• PROBLEM TO WORK ON:
Keeping every character intact, repeat the whole listing.

• INFORMATION GIVEN:
//! Canned assistant replies.

/// Replies served round-robin. The first one doubles as the greeting.
pub const MOCK_RESPONSES: &[&str] = &[
    "Hello! I'm your AI assistant and I'm happy to help. Ask me anything and I'll do my best to answer.",
    r#"React is a JavaScript library for building user interfaces. It was created at Facebook and open-sourced in 2013.

The core ideas of React are:
1. Component-based architecture
2. Virtual DOM
3. One-way data flow
4. JSX syntax

Here is a small React component:

```jsx
import React from 'react';

function Welcome(props) {
  return <h1>Hello, {props.name}</h1>;
}

export default Welcome;
```"#,
    r#"Here is a simple table:

| Name | Type | Description |
| ---- | ---- | ---- |
| id | number | Unique identifier |
| name | string | User name |
| age | number | User age |
| email | string | Email address |

You can also format text with Markdown, such as **bold**, *italic* or `code`."#,
    r#"A typewriter effect really can improve the experience of a chat interface. Revealing text progressively can:

> Make AI replies feel more natural, like a person typing
> Reduce the anxiety of waiting for a complete answer
> Give complex answers a better visual rhythm

When code needs to be shown, a code block keeps it readable:

```typescript
function calculateTotal(items: Item[]): number {
  return items.reduce((total, item) => {
    return total + item.price * item.quantity;
  }, 0);
}
```

I hope this example helps!"#,
];

/// Shortcut questions offered in the chat header.
pub const QUICK_QUESTIONS: &[&str] = &[
    "Can you explain what React is?",
    "How do I make a table in Markdown?",
    "What are the benefits of a typewriter effect?",
];

/// Hands out [`MOCK_RESPONSES`] in order, wrapping around.
#[derive(Debug, Clone)]
pub struct MockResponder {
    responses: &'static [&'static str],
    next: usize,
}

impl MockResponder {
    /// Starts after the greeting.
    pub fn new() -> Self {
        Self::with_responses(MOCK_RESPONSES, 1)
    }

    pub fn with_responses(responses: &'static [&'static str], start: usize) -> Self {
        Self {
            responses,
            next: start,
        }
    }

    pub fn greeting(&self) -> &'static str {
        self.responses.first().copied().unwrap_or_default()
    }

    /// The next reply; empty when there are no responses.
    pub fn next_reply(&mut self) -> &'static str {
        if self.responses.is_empty() {
            return "";
        }
        let reply = self.responses[self.next % self.responses.len()];
        self.next = self.next.wrapping_add(1);
        reply
    }
}

impl Default for MockResponder {
    fn default() -> Self {
        Self::new()
    }
}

• SOLUTION FOR THIS EXERCISE:
//! Canned assistant replies.

/// Replies served round-robin. The first one doubles as the greeting.
pub const MOCK_RESPONSES: &[&str] = &[
    "Hello! I'm your AI assistant and I'm happy to help. Ask me anything and I'll do my best to answer.",
    r#"React is a JavaScript library for building user interfaces. It was created at Facebook and open-sourced in 2013.

The core ideas of React are:
1. Component-based architecture
2. Virtual DOM
3. One-way data flow
4. JSX syntax

Here is a small React component:

```jsx
import React from 'react';

function Welcome(props) {
  return <h1>Hello, {props.name}</h1>;
}

export default Welcome;
```"#,
    r#"Here is a simple table:

| Name | Type | Description |
| ---- | ---- | ---- |
| id | number | Unique identifier |
| name | string | User name |
| age | number | User age |
| email | string | Email address |

You can also format text with Markdown, such as **bold**, *italic* or `code`."#,
    r#"A typewriter effect really can improve the experience of a chat interface. Revealing text progressively can:

> Make AI replies feel more natural, like a person typing
> Reduce the anxiety of waiting for a complete answer
> Give complex answers a better visual rhythm

When code needs to be shown, a code block keeps it readable:

```typescript
function calculateTotal(items: Item[]): number {
  return items.reduce((total, item) => {
    return total + item.price * item.quantity;
  }, 0);
}
```

I hope this example helps!"#,
];

/// Shortcut questions offered in the chat header.
pub const QUICK_QUESTIONS: &[&str] = &[
    "Can you explain what React is?",
    "How do I make a table in Markdown?",
    "What are the benefits of a typewriter effect?",
];

/// Hands out [`MOCK_RESPONSES`] in order, wrapping around.
#[derive(Debug, Clone)]
pub struct MockResponder {
    responses: &'static [&'static str],
    next: usize,
}

impl MockResponder {
    /// Starts after the greeting.
    pub fn new() -> Self {
        Self::with_responses(MOCK_RESPONSES, 1)
    }

    pub fn with_responses(responses: &'static [&'static str], start: usize) -> Self {
        Self {
            responses,
            next: start,
        }
    }

    pub fn greeting(&self) -> &'static str {
        self.responses.first().copied().unwrap_or_default()
    }

    /// The next reply; empty when there are no responses.
    pub fn next_reply(&mut self) -> &'static str {
        if self.responses.is_empty() {
            return "";
        }
        let reply = self.responses[self.next % self.responses.len()];
        self.next = self.next.wrapping_add(1);
        reply
    }
}

impl Default for MockResponder {
    fn default() -> Self {
        Self::new()
    }
}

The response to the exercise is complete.